* ACTIVITY
Write out exactly the lines of the entries below from the one holding "let version = tokens.next()?;" to the one holding "let colon = line.find(':')?;", inclusive, and leave out all other lines.

* SUPPLIED ENTRIES

use rustc_hash::FxHashMap;

/// A parsed request head. No body is ever consumed; the server only
/// serves GET and HEAD.
#[derive(Debug, Clone, Default)]
pub struct HttpRequest {
    pub method: String,
    pub target: String,
    pub version: String,
    pub headers: FxHashMap<String, String>,
    pub keep_alive: bool,
}

impl HttpRequest {
    /// Case-insensitive header lookup; names are stored lowercased.
    pub fn header(&self, name: &str) -> Option<&str> {
        self.headers
            .get(&name.to_ascii_lowercase())
            .map(String::as_str)
    }
}

#[derive(Debug)]
pub enum ParseResult {
    Incomplete,
    Done(HttpRequest),
    BadRequest,
}

/// Incremental HTTP/1.1 request parser over a growing byte buffer.
///
/// Bytes after a parsed head are retained for the next request, so
/// pipelined requests arriving in one read are all recovered by calling
/// `parse` again with an empty slice.
pub struct HttpParser {
    buf: Vec<u8>,
    max_start_line: usize,
    max_header_bytes: usize,
}

const HEAD_TERMINATOR: &[u8] = b"\r\n\r\n";

impl HttpParser {
    pub fn new(max_start_line: usize, max_header_bytes: usize) -> Self {
        Self {
            buf: Vec::with_capacity(1024),
            max_start_line,
            max_header_bytes,
        }
    }

    pub fn reset(&mut self) {
        self.buf.clear();
    }

    pub fn parse(&mut self, data: &[u8]) -> ParseResult {
        self.buf.extend_from_slice(data);

        let pos = match find(&self.buf, HEAD_TERMINATOR) {
            Some(pos) => pos,
            None => {
                if self.buf.len() > self.max_start_line + self.max_header_bytes + 4 {
                    return ParseResult::BadRequest;
                }
                return ParseResult::Incomplete;
            }
        };

        let head: Vec<u8> = self.buf.drain(..pos + HEAD_TERMINATOR.len()).collect();
        let head = &head[..pos];
        match self.parse_head(head) {
            Some(req) => ParseResult::Done(req),
            None => ParseResult::BadRequest,
        }
    }

    fn parse_head(&self, head: &[u8]) -> Option<HttpRequest> {
        let head = std::str::from_utf8(head).ok()?;
        let mut lines = head.split("\r\n");

        let request_line = lines.next()?;
        if request_line.len() > self.max_start_line {
            return None;
        }

        // Exactly three tokens separated by single spaces.
        let mut tokens = request_line.split(' ');
        let method = tokens.next()?;
        let target = tokens.next()?;
        let version = tokens.next()?;
        if tokens.next().is_some() {
            return None;
        }
        if method.is_empty() || target.is_empty() || !version.starts_with("HTTP/") {
            return None;
        }
        if !method.bytes().all(is_token_char) {
            return None;
        }

        let mut headers = FxHashMap::default();
        let mut total_bytes = 0usize;
        for line in lines {
            total_bytes += line.len();
            if total_bytes > self.max_header_bytes {
                return None;
            }
            if line.is_empty() {
                continue;
            }
            let colon = line.find(':')?;
            let name = line[..colon].to_ascii_lowercase();
            let value = line[colon + 1..].trim().to_string();
            headers.insert(name, value);
        }

        let conn = headers.get("connection").map(String::as_str).unwrap_or("");
        let keep_alive = if version == "HTTP/1.1" {
            !conn.eq_ignore_ascii_case("close")
        } else {
            conn.eq_ignore_ascii_case("keep-alive")
        };

        Some(HttpRequest {
            method: method.to_string(),
            target: target.to_string(),
            version: version.to_string(),
            headers,
            keep_alive,
        })
    }
}

fn is_token_char(c: u8) -> bool {
    const SEPARATORS: &[u8] = b"()<>@,;:\\\"/[]?={} \t";
    c > 31 && c < 127 && !SEPARATORS.contains(&c)
}

fn find(haystack: &[u8], needle: &[u8]) -> Option<usize> {
    haystack
        .windows(needle.len())
        .position(|window| window == needle)
}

* ANSWER TO THIS EXERCISE
        let version = tokens.next()?;
        if tokens.next().is_some() {
            return None;
        }
        if method.is_empty() || target.is_empty() || !version.starts_with("HTTP/") {
            return None;
        }
        if !method.bytes().all(is_token_char) {
            return None;
        }

        let mut headers = FxHashMap::default();
        let mut total_bytes = 0usize;
        for line in lines {
            total_bytes += line.len();
            if total_bytes > self.max_header_bytes {
                return None;
            }
            if line.is_empty() {
                continue;
            }
            let colon = line.find(':')?;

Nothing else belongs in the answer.